Work through the records that follow and return each line containing the word "GatewayApi".

*** Opening DATASET RECORDS ***

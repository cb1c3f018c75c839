//! Telemetry Distributor
//!
//! One shared stream client per process. The distributor spawns the client
//! actor, arms a single debounced auto-connect on first subscription and
//! hands out read-mostly [`TelemetrySubscription`]s that see the latest
//! snapshot and connection status.

use std::sync::atomic::{AtomicBool, Ordering};
use std::sync::{Arc, Mutex};
use std::time::Duration;

use tokio::sync::watch;
use tokio::task::JoinHandle;
use tokio_util::sync::CancellationToken;
use tracing::{debug, info, warn};

use crate::acquisition::{
    CommandError, CommandReceipt, GatewayApi, SnapshotSlot, StreamClient, StreamHandle,
};
use crate::config::GatewayConfig;
use crate::types::{ConnectionStatus, WriteCommand};

/// Shared owner of the gateway link.
pub struct TelemetryDistributor {
    handle: StreamHandle,
    actor: Mutex<Option<JoinHandle<()>>>,
    cancel: CancellationToken,
    auto_connect_enabled: bool,
    auto_connect_delay: Duration,
    /// Set by the first subscriber; later subscribers never re-arm
    auto_connect_armed: AtomicBool,
    /// Cancelled by an explicit disconnect; a pending auto-connect then stands down
    auto_connect_suppressed: CancellationToken,
}

impl TelemetryDistributor {
    /// Spawn the stream client actor. Must be called inside a tokio runtime.
    pub fn start(config: &GatewayConfig, gateway: Arc<dyn GatewayApi>) -> Arc<Self> {
        let (client, handle) =
            StreamClient::new(config.gateway.stream_url.clone(), config.link.clone(), gateway);
        let actor = tokio::spawn(client.run());

        info!(
            url = %config.gateway.stream_url,
            auto_connect = config.link.auto_connect,
            "Telemetry distributor started"
        );

        Arc::new(Self {
            handle,
            actor: Mutex::new(Some(actor)),
            cancel: CancellationToken::new(),
            auto_connect_enabled: config.link.auto_connect,
            auto_connect_delay: config.link.auto_connect_delay(),
            auto_connect_armed: AtomicBool::new(false),
            auto_connect_suppressed: CancellationToken::new(),
        })
    }

    /// New consumer view. The first call arms the auto-connect.
    pub fn subscribe(&self) -> TelemetrySubscription {
        self.arm_auto_connect();
        TelemetrySubscription {
            handle: self.handle.clone(),
            auto_connect_suppressed: self.auto_connect_suppressed.clone(),
            snapshot_rx: self.handle.watch_snapshots(),
            status_rx: self.handle.watch_status(),
        }
    }

    fn arm_auto_connect(&self) {
        if !self.auto_connect_enabled || self.auto_connect_armed.swap(true, Ordering::SeqCst) {
            return;
        }

        let handle = self.handle.clone();
        let cancel = self.cancel.clone();
        let suppressed = self.auto_connect_suppressed.clone();
        let delay = self.auto_connect_delay;

        tokio::spawn(async move {
            tokio::select! {
                () = cancel.cancelled() => return,
                () = suppressed.cancelled() => {
                    debug!("Auto-connect suppressed by explicit disconnect");
                    return;
                }
                () = tokio::time::sleep(delay) => {}
            }
            if handle.status().link.is_active() {
                return;
            }
            debug!("Auto-connecting to gateway");
            if let Err(e) = handle.connect().await {
                warn!(error = %e, "Auto-connect failed");
            }
        });
    }

    pub fn latest_snapshot(&self) -> SnapshotSlot {
        self.handle.snapshot()
    }

    pub fn status(&self) -> ConnectionStatus {
        self.handle.status()
    }

    pub async fn connect(&self) -> Result<(), CommandError> {
        self.handle.connect().await
    }

    /// Disconnect and stand down any pending auto-connect.
    pub async fn disconnect(&self) -> Result<(), CommandError> {
        self.auto_connect_suppressed.cancel();
        self.handle.disconnect().await
    }

    pub async fn send_command(&self, command: &WriteCommand) -> Result<CommandReceipt, CommandError> {
        self.handle.send_command(command).await
    }

    /// Cancel timers, close the stream and wait for the actor to exit.
    pub async fn shutdown(&self) {
        self.cancel.cancel();
        self.handle.shutdown().await;

        let actor = self.actor.lock().ok().and_then(|mut slot| slot.take());
        if let Some(actor) = actor {
            if let Err(e) = actor.await {
                warn!(error = %e, "Stream client task ended abnormally");
            }
        }
        info!("Telemetry distributor stopped");
    }
}

/// Consumer view of the distributor.
#[derive(Clone)]
pub struct TelemetrySubscription {
    handle: StreamHandle,
    auto_connect_suppressed: CancellationToken,
    snapshot_rx: watch::Receiver<SnapshotSlot>,
    status_rx: watch::Receiver<ConnectionStatus>,
}

impl TelemetrySubscription {
    /// Latest snapshot, `None` until the first frame arrives.
    pub fn latest_snapshot(&self) -> SnapshotSlot {
        self.snapshot_rx.borrow().clone()
    }

    pub fn status(&self) -> ConnectionStatus {
        self.status_rx.borrow().clone()
    }

    /// Wait for the next published snapshot and return it. Returns `None`
    /// once the stream client has stopped.
    pub async fn next_snapshot(&mut self) -> Option<SnapshotSlot> {
        self.snapshot_rx.changed().await.ok()?;
        Some(self.snapshot_rx.borrow_and_update().clone())
    }

    /// Wait for the next status change.
    pub async fn next_status(&mut self) -> Option<ConnectionStatus> {
        self.status_rx.changed().await.ok()?;
        Some(self.status_rx.borrow_and_update().clone())
    }

    pub async fn send_command(&self, command: &WriteCommand) -> Result<CommandReceipt, CommandError> {
        self.handle.send_command(command).await
    }

    pub async fn connect(&self) -> Result<(), CommandError> {
        self.handle.connect().await
    }

    pub async fn disconnect(&self) -> Result<(), CommandError> {
        self.auto_connect_suppressed.cancel();
        self.handle.disconnect().await
    }
}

*** Closing DATASET RECORDS ***

ANSWER TO THIS PROBLEM:
    CommandError, CommandReceipt, GatewayApi, SnapshotSlot, StreamClient, StreamHandle,
    pub fn start(config: &GatewayConfig, gateway: Arc<dyn GatewayApi>) -> Arc<Self> {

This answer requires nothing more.